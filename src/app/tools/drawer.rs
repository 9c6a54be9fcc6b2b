//! Shape-Drawer: Factory-Aufrufe, Klick-Session und Live-Vorschau.
//!
//! Klicks werden aufs Gitter gesnappt. Linie/Kreis/Ellipse brauchen zwei
//! Klicks, Hermite (P0, P1, Tangenten-Griffe H0, H1) und Bézier (P0..P3) vier.

use super::ToolAction;
use crate::app::message_log::MessageLog;
use crate::app::registry::{ShapeHandle, ShapeRegistry};
use crate::core::shape::fmt_point;
use crate::core::{Color, PixelSurface, Shape, ShapeGeometry, ShapeKind};
use glam::Vec2;

/// Rundet eine Position auf die nächste Gitterzelle.
pub fn snap_to_grid(pos: Vec2) -> Vec2 {
    pos.round()
}

/// Geometrie aus zwei Klicks (Radien gerundet, Ellipse mit Beträgen).
fn two_click_geometry(kind: ShapeKind, start: Vec2, end: Vec2) -> ShapeGeometry {
    match kind {
        ShapeKind::Circle => ShapeGeometry::Circle {
            center: start,
            radius: start.distance(end).round() as i32,
        },
        ShapeKind::Ellipse => ShapeGeometry::Ellipse {
            center: start,
            radius_x: (end.x - start.x).round().abs() as i32,
            radius_y: (end.y - start.y).round().abs() as i32,
        },
        _ => ShapeGeometry::Line { start, end },
    }
}

/// Vorschau-/Ziel-Geometrie für die bisher gesetzten Punkte (inkl. Cursor).
///
/// Hermite: 2 Punkte → Linie, 3 → Kurve mit T1 = 0, 4 → volle Kurve.
/// Bézier: 2–3 Punkte → Linie P0–P1, 4 → volle Kurve.
pub fn geometry_for_points(kind: ShapeKind, points: &[Vec2]) -> Option<ShapeGeometry> {
    let geometry = match (kind, points) {
        (ShapeKind::Line | ShapeKind::Circle | ShapeKind::Ellipse, &[start, end]) => {
            two_click_geometry(kind, start, end)
        }
        (ShapeKind::Hermite, &[start, end])
        | (ShapeKind::Bezier, &[start, end])
        | (ShapeKind::Bezier, &[start, end, _]) => ShapeGeometry::Line { start, end },
        (ShapeKind::Hermite, &[p0, p1, h0]) => ShapeGeometry::Hermite {
            p0,
            p1,
            t0: h0 - p0,
            t1: Vec2::ZERO,
        },
        (ShapeKind::Hermite, &[p0, p1, h0, h1]) => ShapeGeometry::Hermite {
            p0,
            p1,
            t0: h0 - p0,
            t1: h1 - p1,
        },
        (ShapeKind::Bezier, &[p0, p1, p2, p3]) => ShapeGeometry::Bezier { p0, p1, p2, p3 },
        _ => return None,
    };
    Some(geometry)
}

/// Prüft, dass alle Radien mindestens 1 sind.
pub fn has_positive_radii(geometry: &ShapeGeometry) -> bool {
    match *geometry {
        ShapeGeometry::Circle { radius, .. } => radius >= 1,
        ShapeGeometry::Ellipse {
            radius_x, radius_y, ..
        } => radius_x >= 1 && radius_y >= 1,
        _ => true,
    }
}

/// Bestätigungstext nach dem Erzeugen einer Shape.
fn creation_message(geometry: &ShapeGeometry) -> String {
    match *geometry {
        ShapeGeometry::Line { start, end } => {
            format!("Created line from {} to {}", fmt_point(start), fmt_point(end))
        }
        ShapeGeometry::Circle { center, radius } => format!(
            "Created circle at {} with radius {}",
            fmt_point(center),
            radius
        ),
        ShapeGeometry::Ellipse {
            center,
            radius_x,
            radius_y,
        } => format!(
            "Created ellipse at {} with radiusX={}, radiusY={}",
            fmt_point(center),
            radius_x,
            radius_y
        ),
        ShapeGeometry::Hermite { p0, p1, t0, t1 } => format!(
            "Created Hermite curve: P0={}, P1={}, T0={}, T1={}",
            fmt_point(p0),
            fmt_point(p1),
            fmt_point(t0),
            fmt_point(t1)
        ),
        ShapeGeometry::Bezier { p0, p1, p2, p3 } => format!(
            "Created Bézier curve: P0={}, P1={}, P2={}, P3={}",
            fmt_point(p0),
            fmt_point(p1),
            fmt_point(p2),
            fmt_point(p3)
        ),
    }
}

/// Erzeugt, zeichnet und registriert eine Shape.
pub fn draw_shape(
    registry: &mut ShapeRegistry,
    surface: &mut dyn PixelSurface,
    messages: &mut MessageLog,
    geometry: ShapeGeometry,
    color: Color,
) -> ShapeHandle {
    let mut shape = Shape::new(geometry, color);
    shape.draw(surface);
    let handle = registry.insert(shape);
    messages.log(creation_message(&geometry));
    handle
}

pub fn draw_line(
    registry: &mut ShapeRegistry,
    surface: &mut dyn PixelSurface,
    messages: &mut MessageLog,
    start: Vec2,
    end: Vec2,
    color: Color,
) -> ShapeHandle {
    draw_shape(
        registry,
        surface,
        messages,
        ShapeGeometry::Line { start, end },
        color,
    )
}

pub fn draw_circle(
    registry: &mut ShapeRegistry,
    surface: &mut dyn PixelSurface,
    messages: &mut MessageLog,
    center: Vec2,
    radius: i32,
    color: Color,
) -> ShapeHandle {
    draw_shape(
        registry,
        surface,
        messages,
        ShapeGeometry::Circle { center, radius },
        color,
    )
}

pub fn draw_ellipse(
    registry: &mut ShapeRegistry,
    surface: &mut dyn PixelSurface,
    messages: &mut MessageLog,
    center: Vec2,
    radii: (i32, i32),
    color: Color,
) -> ShapeHandle {
    draw_shape(
        registry,
        surface,
        messages,
        ShapeGeometry::Ellipse {
            center,
            radius_x: radii.0,
            radius_y: radii.1,
        },
        color,
    )
}

pub fn draw_hermite(
    registry: &mut ShapeRegistry,
    surface: &mut dyn PixelSurface,
    messages: &mut MessageLog,
    points: [Vec2; 2],
    tangents: [Vec2; 2],
    color: Color,
) -> ShapeHandle {
    draw_shape(
        registry,
        surface,
        messages,
        ShapeGeometry::Hermite {
            p0: points[0],
            p1: points[1],
            t0: tangents[0],
            t1: tangents[1],
        },
        color,
    )
}

pub fn draw_bezier(
    registry: &mut ShapeRegistry,
    surface: &mut dyn PixelSurface,
    messages: &mut MessageLog,
    controls: [Vec2; 4],
    color: Color,
) -> ShapeHandle {
    draw_shape(
        registry,
        surface,
        messages,
        ShapeGeometry::Bezier {
            p0: controls[0],
            p1: controls[1],
            p2: controls[2],
            p3: controls[3],
        },
        color,
    )
}

/// Interaktive Zeichen-Session mit Vorschau-Shape.
#[derive(Debug, Default)]
pub struct ShapeDrawer {
    /// Bereits geklickte (gesnappte) Punkte
    pending: Vec<Vec2>,
    /// Shape-Art der laufenden Session
    kind: Option<ShapeKind>,
    /// Vorschau (nicht registriert, nicht selektierbar)
    preview: Option<Shape>,
}

impl ShapeDrawer {
    pub fn new() -> Self {
        Self::default()
    }

    pub fn pending_points(&self) -> &[Vec2] {
        &self.pending
    }

    pub fn is_drawing(&self) -> bool {
        !self.pending.is_empty()
    }

    pub fn preview(&self) -> Option<&Shape> {
        self.preview.as_ref()
    }

    /// Verarbeitet einen Klick. Bei vollständiger Punktzahl wird die Shape erzeugt.
    pub fn on_click(
        &mut self,
        kind: ShapeKind,
        pos: Vec2,
        color: Color,
        registry: &mut ShapeRegistry,
        surface: &mut dyn PixelSurface,
        messages: &mut MessageLog,
    ) -> ToolAction {
        if self.kind != Some(kind) {
            self.reset(surface);
            self.kind = Some(kind);
        }
        self.pending.push(snap_to_grid(pos));

        if self.pending.len() < kind.click_count() {
            return ToolAction::Continue;
        }

        let geometry = geometry_for_points(kind, &self.pending);
        self.reset(surface);

        match geometry {
            Some(geometry) if has_positive_radii(&geometry) => {
                let handle = draw_shape(registry, surface, messages, geometry, color);
                ToolAction::Created(handle)
            }
            _ => {
                messages.log(format!("{} requires positive radius", kind));
                ToolAction::Rejected
            }
        }
    }

    /// Baut die Vorschau für die aktuelle Cursorposition neu auf.
    pub fn update_preview(
        &mut self,
        kind: ShapeKind,
        cursor: Vec2,
        color: Color,
        surface: &mut dyn PixelSurface,
    ) {
        if let Some(mut old) = self.preview.take() {
            old.clear(surface);
        }
        if self.kind != Some(kind) || self.pending.is_empty() {
            return;
        }

        let mut points = self.pending.clone();
        points.push(snap_to_grid(cursor));
        if let Some(geometry) = geometry_for_points(kind, &points) {
            let mut shape = Shape::new(geometry, color);
            shape.draw(surface);
            self.preview = Some(shape);
        }
    }

    /// Verwirft offene Klicks und die Vorschau.
    pub fn cancel(&mut self, surface: &mut dyn PixelSurface, messages: &mut MessageLog) {
        let had_session = self.is_drawing() || self.preview.is_some();
        self.reset(surface);
        if had_session {
            messages.log("Drawing canceled.");
        }
    }

    fn reset(&mut self, surface: &mut dyn PixelSurface) {
        self.pending.clear();
        self.kind = None;
        if let Some(mut preview) = self.preview.take() {
            preview.clear(surface);
        }
    }
}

* [Exercise goal] From the records above, return each line that has the string "controls".

* [Completed exercise]
    controls: [Vec2; 4],
            p0: controls[0],
            p1: controls[1],
            p2: controls[2],
            p3: controls[3],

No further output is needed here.